I consciously decided not to tell my mother that I'm dieting, she's had an uneasy relationship with her weight for decades and is a born saboteur. Sometimes the only thing you can do is learn how to distance yourself, practise ways of shutting down the conversation if she tries to raise it, that sort of thing.
By the way, 1200 does sound rather low even though you're sedentary. Try this
calorie calculator. You're much better off eating an amount that makes you feel satisfied and is easier to keep up, especially with extra pressure from your mother to complicate things.
Something I'm wondering about is whether there's a cultural element to all this. I noticed that you're in India. Indian mothers do have a reputation for feeding anyone in sight, and I'm saying that affectionately as someone from a Jewish family - Jewish mothers do exactly the same thing. (I once wondered what Indian Jewish mothers would be like, then realised that I knew a couple of Indian Jewish brothers.
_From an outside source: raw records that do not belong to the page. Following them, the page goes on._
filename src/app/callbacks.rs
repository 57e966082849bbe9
use std::collections::HashMap;
use std::fmt;
use std::str::FromStr;

use thiserror::Error;

/// Editing actions external code can intercept.
#[derive(Debug, Clone, Copy, PartialEq, Eq, Hash)]
pub enum Action {
    /// Cursor was sent to column 0
    Begin,
    /// Home key
    Start,
    /// End key
    End,
    Up,
    Down,
    Left,
    Right,
    PageUp,
    PageDown,
    /// Insert/overwrite toggle
    Insert,
    Delete,
    Backspace,
    Tab,
    Escape,
    /// A character was accepted into the line
    Character,
}

impl Action {
    pub const ALL: [Self; 15] = [
        Self::Begin,
        Self::Start,
        Self::End,
        Self::Up,
        Self::Down,
        Self::Left,
        Self::Right,
        Self::PageUp,
        Self::PageDown,
        Self::Insert,
        Self::Delete,
        Self::Backspace,
        Self::Tab,
        Self::Escape,
        Self::Character,
    ];

    /// The action's callback-table name.
    pub const fn name(self) -> &'static str {
        match self {
            Self::Begin => "begin",
            Self::Start => "start",
            Self::End => "end",
            Self::Up => "up",
            Self::Down => "down",
            Self::Left => "left",
            Self::Right => "right",
            Self::PageUp => "pgup",
            Self::PageDown => "pgdown",
            Self::Insert => "insert",
            Self::Delete => "delete",
            Self::Backspace => "backspace",
            Self::Tab => "tab",
            Self::Escape => "escape",
            Self::Character => "character",
        }
    }
}

impl fmt::Display for Action {
    fn fmt(&self, f: &mut fmt::Formatter<'_>) -> fmt::Result {
        f.write_str(self.name())
    }
}

#[derive(Debug, Clone, PartialEq, Eq, Error)]
#[error("unknown action: {0}")]
pub struct ParseActionError(String);

impl FromStr for Action {
    type Err = ParseActionError;

    fn from_str(s: &str) -> Result<Self, Self::Err> {
        Self::ALL
            .into_iter()
            .find(|action| action.name() == s)
            .ok_or_else(|| ParseActionError(s.to_string()))
    }
}

/// Snapshot of the editor handed to a callback.
#[derive(Debug, Clone, Copy, PartialEq, Eq)]
pub struct EditState {
    pub pos: usize,
    pub insert_mode: bool,
}

/// Action-specific details handed to a callback.
#[derive(Debug, Clone, Default, PartialEq, Eq)]
pub struct LocalParams {
    /// Cursor position before the action
    pub old_pos: Option<usize>,
    /// Token removed by Delete, if any
    pub deleted_char: Option<String>,
    /// Token accepted by a character key
    pub character: Option<String>,
}

impl LocalParams {
    pub fn with_old_pos(old_pos: usize) -> Self {
        Self {
            old_pos: Some(old_pos),
            ..Self::default()
        }
    }

    pub fn with_character(character: impl Into<String>) -> Self {
        Self {
            character: Some(character.into()),
            ..Self::default()
        }
    }
}

/// What a callback wants changed. Every field is optional.
///
/// Merge order: `string` replaces the line (cursor to its end), then `pos`
/// moves the cursor if it fits the new line, then `end` is copied into the
/// termination flag (absent means `false`), then `insert_mode` overrides the
/// mode if present.
#[derive(Debug, Clone, Default, PartialEq, Eq)]
pub struct CallbackResult {
    pub string: Option<String>,
    pub pos: Option<usize>,
    pub insert_mode: Option<bool>,
    pub end: Option<bool>,
}

impl CallbackResult {
    /// A result that changes nothing (except clearing the termination flag).
    pub fn none() -> Self {
        Self::default()
    }

    #[must_use]
    pub fn with_string(mut self, string: impl Into<String>) -> Self {
        self.string = Some(string.into());
        self
    }

    #[must_use]
    pub const fn with_pos(mut self, pos: usize) -> Self {
        self.pos = Some(pos);
        self
    }

    #[must_use]
    pub const fn with_insert_mode(mut self, insert_mode: bool) -> Self {
        self.insert_mode = Some(insert_mode);
        self
    }

    #[must_use]
    pub const fn with_end(mut self, end: bool) -> Self {
        self.end = Some(end);
        self
    }
}

/// A callback: `(current line, state, local params) -> result`.
pub type Handler = Box<dyn FnMut(&str, EditState, &LocalParams) -> CallbackResult>;

/// Lookup table from [`Action`] to an optional handler.
#[derive(Default)]
pub struct Callbacks {
    handlers: HashMap<Action, Handler>,
}

impl Callbacks {
    pub fn new() -> Self {
        Self::default()
    }

    /// Register `handler` for `action`, replacing any previous one.
    #[must_use]
    pub fn on<F>(mut self, action: Action, handler: F) -> Self
    where
        F: FnMut(&str, EditState, &LocalParams) -> CallbackResult + 'static,
    {
        self.set(action, handler);
        self
    }

    pub fn set<F>(&mut self, action: Action, handler: F)
    where
        F: FnMut(&str, EditState, &LocalParams) -> CallbackResult + 'static,
    {
        self.handlers.insert(action, Box::new(handler));
    }

    pub fn remove(&mut self, action: Action) -> bool {
        self.handlers.remove(&action).is_some()
    }

    pub fn contains(&self, action: Action) -> bool {
        self.handlers.contains_key(&action)
    }

    /// Run the handler for `action`; `None` if there is none.
    pub fn invoke(
        &mut self,
        action: Action,
        line: &str,
        state: EditState,
        params: &LocalParams,
    ) -> Option<CallbackResult> {
        let handler = self.handlers.get_mut(&action)?;
        Some(handler(line, state, params))
    }
}

impl fmt::Debug for Callbacks {
    fn fmt(&self, f: &mut fmt::Formatter<'_>) -> fmt::Result {
        let mut actions: Vec<&str> = self.handlers.keys().map(|a| a.name()).collect();
        actions.sort_unstable();
        f.debug_struct("Callbacks").field("actions", &actions).finish()
    }
}
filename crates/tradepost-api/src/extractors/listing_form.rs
//! Multipart listing form: wizard fields plus `photos` files.

use axum::extract::{FromRequest, Multipart, Request};
use bytes::Bytes;
use uuid::Uuid;

use tradepost_core::error::AppError;
use tradepost_service::listing::ListingDraft;

use crate::error::ApiError;

/// A listing submitted as `multipart/form-data`.
#[derive(Debug, Clone, Default)]
pub struct ListingForm {
    pub draft: ListingDraft,
    /// Raw photo files in upload order.
    pub photos: Vec<Bytes>,
}

impl<S> FromRequest<S> for ListingForm
where
    S: Send + Sync,
{
    type Rejection = ApiError;

    async fn from_request(req: Request, state: &S) -> Result<Self, Self::Rejection> {
        let mut multipart = Multipart::from_request(req, state)
            .await
            .map_err(|e| AppError::validation(format!("Expected a multipart form: {e}")))?;

        let mut form = ListingForm::default();
        while let Some(field) = multipart
            .next_field()
            .await
            .map_err(|e| AppError::validation(format!("Multipart error: {e}")))?
        {
            let name = field.name().unwrap_or("").to_string();
            if name == "photos" {
                let data = field
                    .bytes()
                    .await
                    .map_err(|e| AppError::validation(format!("Read error: {e}")))?;
                if !data.is_empty() {
                    form.photos.push(data);
                }
                continue;
            }

            let text = field
                .text()
                .await
                .map_err(|e| AppError::validation(format!("Read error: {e}")))?;
            apply_field(&mut form.draft, &name, text)?;
        }

        Ok(form)
    }
}

/// Copy one text field into the draft. Unknown fields are ignored.
fn apply_field(draft: &mut ListingDraft, name: &str, value: String) -> Result<(), AppError> {
    match name {
        "category_id" => draft.category_id = parse_id(&value, "category_id")?,
        "condition_id" => draft.condition_id = parse_id(&value, "condition_id")?,
        "title" => draft.title = value,
        "description" => draft.description = value,
        "price" => draft.price = value,
        "location" => draft.location = value,
        _ => {}
    }
    Ok(())
}

fn parse_id(value: &str, field: &str) -> Result<Option<Uuid>, AppError> {
    let value = value.trim();
    if value.is_empty() {
        return Ok(None);
    }
    Uuid::parse_str(value)
        .map(Some)
        .map_err(|_| AppError::validation(format!("Invalid {field}")))
}

#[cfg(test)]
mod tests {
    use super::*;

    #[test]
    fn test_apply_field() {
        let mut draft = ListingDraft::default();
        let id = Uuid::new_v4();
        apply_field(&mut draft, "category_id", id.to_string()).unwrap();
        apply_field(&mut draft, "price", "12.50".to_string()).unwrap();
        apply_field(&mut draft, "unknown", "x".to_string()).unwrap();

        assert_eq!(draft.category_id, Some(id));
        assert_eq!(draft.price, "12.50");
    }

    #[test]
    fn test_blank_id_means_unset() {
        let mut draft = ListingDraft::default();
        apply_field(&mut draft, "condition_id", "  ".to_string()).unwrap();
        assert!(draft.condition_id.is_none());
        assert!(apply_field(&mut draft, "condition_id", "nope".to_string()).is_err());
    }
}
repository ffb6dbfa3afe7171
//! User account entity model.

use chrono::{DateTime, Utc};
use serde::{Deserialize, Serialize};
use sqlx::FromRow;
use uuid::Uuid;

/// A registered account. Personal details live in [`super::Profile`].
#[derive(Debug, Clone, Serialize, Deserialize, FromRow)]
pub struct UserAccount {
    /// Unique user identifier.
    pub id: Uuid,
    /// Login email, stored lowercase.
    pub email: String,
    /// Argon2 password hash.
    #[serde(skip_serializing)]
    pub password_hash: String,
    /// When the account was created.
    pub created_at: DateTime<Utc>,
    /// When the account was last updated.
    pub updated_at: DateTime<Utc>,
    /// Last successful login time.
    pub last_login_at: Option<DateTime<Utc>>,
}

/// Data required to create a new account.
#[derive(Debug, Clone)]
pub struct CreateUser {
    /// Login email (normalized by the caller).
    pub email: String,
    /// Pre-hashed password.
    pub password_hash: String,
}
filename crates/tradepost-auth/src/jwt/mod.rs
//! JWT token encoding, decoding, and claims management.

pub mod claims;
pub mod decoder;
pub mod encoder;

pub use claims::{Claims, TokenType};
pub use decoder::JwtDecoder;
pub use encoder::{JwtEncoder, TokenPair};
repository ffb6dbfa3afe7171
//! # tradepost-client
//!
//! Thin JSON client for the TradePost HTTP API with a fixed base path and
//! request timeout. Used by the CLI to query a running server.

pub mod client;

pub use client::{ApiClient, DEFAULT_BASE_URL, REQUEST_TIMEOUT, SearchQuery};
They run a restaurant.) There's a hilarious section in a thoroughly mad book called
The Dyke and the Dybbuk where a woman is at a family meal/religious thing, and her aunts are cornering her in the kitchen. As well as criticising her job, sexual orientation, haircut and the like, they simultaneously tell her that she could stand to lose a few pounds *while* practically force-feeding her on a gargantuan scale. I spotted myself showing signs of being a JMIT (Jewish Mother In Training) the other day when my distraught neighbour was sitting at my table talking about leaving her husband. As well as tea and sympathy, I enquired whether she'd eaten that day (she hadn't, and in my experience an empty stomach does not help when you're that upset), and then plonked a couple of satsumas on the table and sort of dropped a few hints until she ate the other one. Respectfully, of course! And she's practically forced food down me whenever I've visited their flat, she's a bit of a diet saboteur herself.